Task to complete: Filter task. Return each line of the material that holds the string "with".

Record extracts:
-=-=-=-=-

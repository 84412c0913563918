use std::sync::Arc;

use super::config::{SharedSqliteConnection, SqlitePooledConnection};
use super::params::Params;
use super::query::build_result_set;
use crate::error::SqlScopeError;
use crate::params::{NamedParams, bind_params};
use crate::results::ResultSet;
use crate::translation::StatementKind;
use crate::types::RowValues;

/// Run synchronous rusqlite work on the blocking pool against a shared connection.
pub(crate) async fn run_blocking<F, R>(
    conn: SharedSqliteConnection,
    func: F,
) -> Result<R, SqlScopeError>
where
    F: FnOnce(&mut rusqlite::Connection) -> Result<R, SqlScopeError> + Send + 'static,
    R: Send + 'static,
{
    tokio::task::spawn_blocking(move || {
        let mut guard = conn.blocking_lock();
        func(&mut guard)
    })
    .await?
}

fn conn_handle(conn: &SqlitePooledConnection) -> SharedSqliteConnection {
    Arc::clone(&**conn)
}

fn changes_to_u64(changed: usize) -> Result<u64, SqlScopeError> {
    u64::try_from(changed).map_err(|e| {
        SqlScopeError::ExecutionError(format!("sqlite affected rows conversion error: {e}"))
    })
}

/// Prepare `query`, run it once with `values`, and normalize the outcome.
///
/// Reads return their rows; mutations return the execution summary. The statement is finalized
/// when the blocking closure returns, on success or failure.
///
/// # Errors
/// Returns [`SqlScopeError::PrepareError`] when rusqlite rejects the SQL, otherwise the
/// execution error unchanged.
pub async fn execute_statement(
    conn: &SqlitePooledConnection,
    query: &str,
    values: &[RowValues],
    kind: StatementKind,
) -> Result<ResultSet, SqlScopeError> {
    let sql_owned = query.to_owned();
    let params = Params::convert(values);
    run_blocking(conn_handle(conn), move |guard| {
        let mut stmt = guard.prepare(&sql_owned).map_err(SqlScopeError::prepare)?;
        match kind {
            StatementKind::Read => build_result_set(&mut stmt, &params),
            StatementKind::Mutation => {
                let changed = stmt.execute(params.as_params())?;
                let last_id = guard.last_insert_rowid();
                Ok(ResultSet::execution_summary(changes_to_u64(changed)?, last_id))
            }
        }
    })
    .await
}

/// Prepare `query` once and execute it for every mapping in `batch`, in order.
///
/// A mapping that lacks a parameter stops the batch; rows written by earlier iterations stay
/// written unless the connection is inside a transaction that is later rolled back.
///
/// # Errors
/// Returns the first preparation, binding, or execution error.
pub async fn execute_bulk(
    conn: &SqlitePooledConnection,
    query: &str,
    names: &[String],
    batch: &[NamedParams],
) -> Result<ResultSet, SqlScopeError> {
    let sql_owned = query.to_owned();
    let names = names.to_vec();
    let batch = batch.to_vec();
    run_blocking(conn_handle(conn), move |guard| {
        let mut stmt = guard.prepare(&sql_owned).map_err(SqlScopeError::prepare)?;
        let mut affected = 0_u64;
        let mut last_id = 0_i64;
        for named in &batch {
            let params = Params::convert(&bind_params(named, &names)?);
            let changed = stmt.execute(params.as_params())?;
            affected += changes_to_u64(changed)?;
            last_id = guard.last_insert_rowid();
        }
        Ok(ResultSet::execution_summary(affected, last_id))
    })
    .await
}

/// Run parameterless SQL, possibly several `;`-separated statements (`BEGIN`, DDL, ...).
///
/// # Errors
/// Returns the rusqlite error raised by the first failing statement.
pub async fn execute_batch(conn: &SqlitePooledConnection, sql: &str) -> Result<(), SqlScopeError> {
    let sql_owned = sql.to_owned();
    run_blocking(conn_handle(conn), move |guard| {
        guard
            .execute_batch(&sql_owned)
            .map_err(SqlScopeError::SqliteError)
    })
    .await
}

/// Round-trip a trivial query to prove the database file is usable.
///
/// # Errors
/// Returns the rusqlite error if the query fails.
pub async fn ping(conn: &SqlitePooledConnection) -> Result<(), SqlScopeError> {
    run_blocking(conn_handle(conn), |guard| {
        guard
            .query_row("SELECT 1", [], |row| row.get::<_, i64>(0))
            .map(|_| ())
            .map_err(SqlScopeError::SqliteError)
    })
    .await
}
//! Named-parameter SQL execution over pooled `SQLite` and Postgres connections, with
//! transactions that propagate through nested calls.
//!
//! ```rust,no_run
//! use sql_scope::prelude::*;
//!
//! # async fn run() -> Result<(), SqlScopeError> {
//! let db = ConfigAndPool::sqlite_builder("app.db".to_string()).build().await?;
//! let ctx = ExecContext::new();
//!
//! db.wrap(&ctx, |ctx| {
//!     let db = &db;
//!     async move {
//!         db.query(
//!             &ctx,
//!             "insert into sample(name, password) values (?name, ?password)",
//!             &named_params! { "name" => "a", "password" => "b" },
//!         )
//!         .await
//!     }
//! })
//! .await?;
//! # Ok(())
//! # }
//! ```

pub mod config;
pub mod context;
pub mod error;
pub mod executor;
pub mod params;
pub mod pool;
pub mod prelude;
pub mod results;
pub mod transaction;
pub mod translation;
pub mod types;

#[cfg(feature = "postgres")]
pub mod postgres;
#[cfg(feature = "sqlite")]
pub mod sqlite;

pub use config::DatabaseConfig;
pub use context::ExecContext;
pub use error::SqlScopeError;
pub use executor::AsyncDatabaseExecutor;
pub use params::{NamedParams, bind_params};
pub use pool::{ConfigAndPool, MiddlewarePool, MiddlewarePoolConnection, PoolOptions};
pub use results::{CustomDbRow, ResultSet};
pub use transaction::{FinalizePolicy, TxAdapter, TxHandle, TxRole, TxState};
pub use translation::{
    NamedQueryTranslator, PlaceholderStyle, StatementKind, TranslatedQuery, translate_named,
};
pub use types::{DatabaseType, RowValues};
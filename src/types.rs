use chrono::NaiveDateTime;
use clap::ValueEnum;
use serde::{Deserialize, Serialize};
use serde_json::Value as JsonValue;

/// Values that can be stored in a database row or used as query parameters.
///
/// The same enum is used by every backend, so named parameter mappings and result rows
/// never carry driver types:
/// ```rust
/// use sql_scope::prelude::*;
///
/// let params = named_params! {
///     "id" => 1,
///     "name" => "alice",
///     "active" => true,
/// };
/// assert_eq!(params["name"], RowValues::Text("alice".into()));
/// ```
#[derive(Debug, Clone, PartialEq, Serialize)]
#[serde(untagged)]
pub enum RowValues {
    /// Integer value (64-bit)
    Int(i64),
    /// Floating point value (64-bit)
    Float(f64),
    /// Text/string value
    Text(String),
    /// Boolean value
    Bool(bool),
    /// Timestamp value
    Timestamp(NaiveDateTime),
    /// NULL value
    Null,
    /// JSON value
    JSON(JsonValue),
    /// Binary data
    Blob(Vec<u8>),
}

impl RowValues {
    /// Check if this value is NULL
    #[must_use]
    pub fn is_null(&self) -> bool {
        matches!(self, Self::Null)
    }

    #[must_use]
    pub fn as_int(&self) -> Option<&i64> {
        if let RowValues::Int(value) = self {
            Some(value)
        } else {
            None
        }
    }

    #[must_use]
    pub fn as_text(&self) -> Option<&str> {
        if let RowValues::Text(value) = self {
            Some(value)
        } else {
            None
        }
    }

    /// Booleans come back from SQLite as `0`/`1` integers, so both shapes are accepted.
    #[must_use]
    pub fn as_bool(&self) -> Option<bool> {
        match self {
            RowValues::Bool(value) => Some(*value),
            RowValues::Int(1) => Some(true),
            RowValues::Int(0) => Some(false),
            _ => None,
        }
    }

    #[must_use]
    pub fn as_timestamp(&self) -> Option<NaiveDateTime> {
        if let RowValues::Timestamp(value) = self {
            return Some(*value);
        } else if let Some(s) = self.as_text() {
            if let Ok(dt) = NaiveDateTime::parse_from_str(s, "%Y-%m-%d %H:%M:%S") {
                return Some(dt);
            }
            if let Ok(dt) = NaiveDateTime::parse_from_str(s, "%Y-%m-%d %H:%M:%S%.f") {
                return Some(dt);
            }
        }
        None
    }

    #[must_use]
    pub fn as_float(&self) -> Option<f64> {
        if let RowValues::Float(value) = self {
            Some(*value)
        } else {
            None
        }
    }

    #[must_use]
    pub fn as_blob(&self) -> Option<&[u8]> {
        if let RowValues::Blob(bytes) = self {
            Some(bytes)
        } else {
            None
        }
    }
}

impl From<i64> for RowValues {
    fn from(value: i64) -> Self {
        RowValues::Int(value)
    }
}

impl From<i32> for RowValues {
    fn from(value: i32) -> Self {
        RowValues::Int(i64::from(value))
    }
}

impl From<f64> for RowValues {
    fn from(value: f64) -> Self {
        RowValues::Float(value)
    }
}

impl From<bool> for RowValues {
    fn from(value: bool) -> Self {
        RowValues::Bool(value)
    }
}

impl From<&str> for RowValues {
    fn from(value: &str) -> Self {
        RowValues::Text(value.to_owned())
    }
}

impl From<String> for RowValues {
    fn from(value: String) -> Self {
        RowValues::Text(value)
    }
}

impl From<Vec<u8>> for RowValues {
    fn from(value: Vec<u8>) -> Self {
        RowValues::Blob(value)
    }
}

impl From<NaiveDateTime> for RowValues {
    fn from(value: NaiveDateTime) -> Self {
        RowValues::Timestamp(value)
    }
}

impl From<JsonValue> for RowValues {
    fn from(value: JsonValue) -> Self {
        RowValues::JSON(value)
    }
}

impl<T: Into<RowValues>> From<Option<T>> for RowValues {
    fn from(value: Option<T>) -> Self {
        value.map_or(RowValues::Null, Into::into)
    }
}

/// The database type supported by this crate
#[derive(Debug, Clone, Copy, PartialEq, Eq, Hash, ValueEnum, Serialize, Deserialize)]
#[serde(rename_all = "lowercase")]
pub enum DatabaseType {
    /// `PostgreSQL` database
    #[cfg(feature = "postgres")]
    Postgres,
    /// `SQLite` database
    #[cfg(feature = "sqlite")]
    Sqlite,
}

#[cfg(test)]
mod tests {
    use super::*;

    #[test]
    fn option_none_becomes_null() {
        let v: RowValues = Option::<i64>::None.into();
        assert!(v.is_null());
        let v: RowValues = Some("x").into();
        assert_eq!(v.as_text(), Some("x"));
    }

    #[test]
    fn sqlite_style_booleans_are_readable() {
        assert_eq!(RowValues::Int(1).as_bool(), Some(true));
        assert_eq!(RowValues::Int(0).as_bool(), Some(false));
        assert_eq!(RowValues::Int(7).as_bool(), None);
    }

    #[test]
    fn serializes_as_plain_scalars() {
        let json = serde_json::to_value(vec![
            RowValues::Int(1),
            RowValues::Text("a".into()),
            RowValues::Null,
        ])
        .unwrap();
        assert_eq!(json, serde_json::json!([1, "a", null]));
    }
}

-=-=-=-=-

Output below:
/// Prepare `query`, run it once with `values`, and normalize the outcome.
//! Named-parameter SQL execution over pooled `SQLite` and Postgres connections, with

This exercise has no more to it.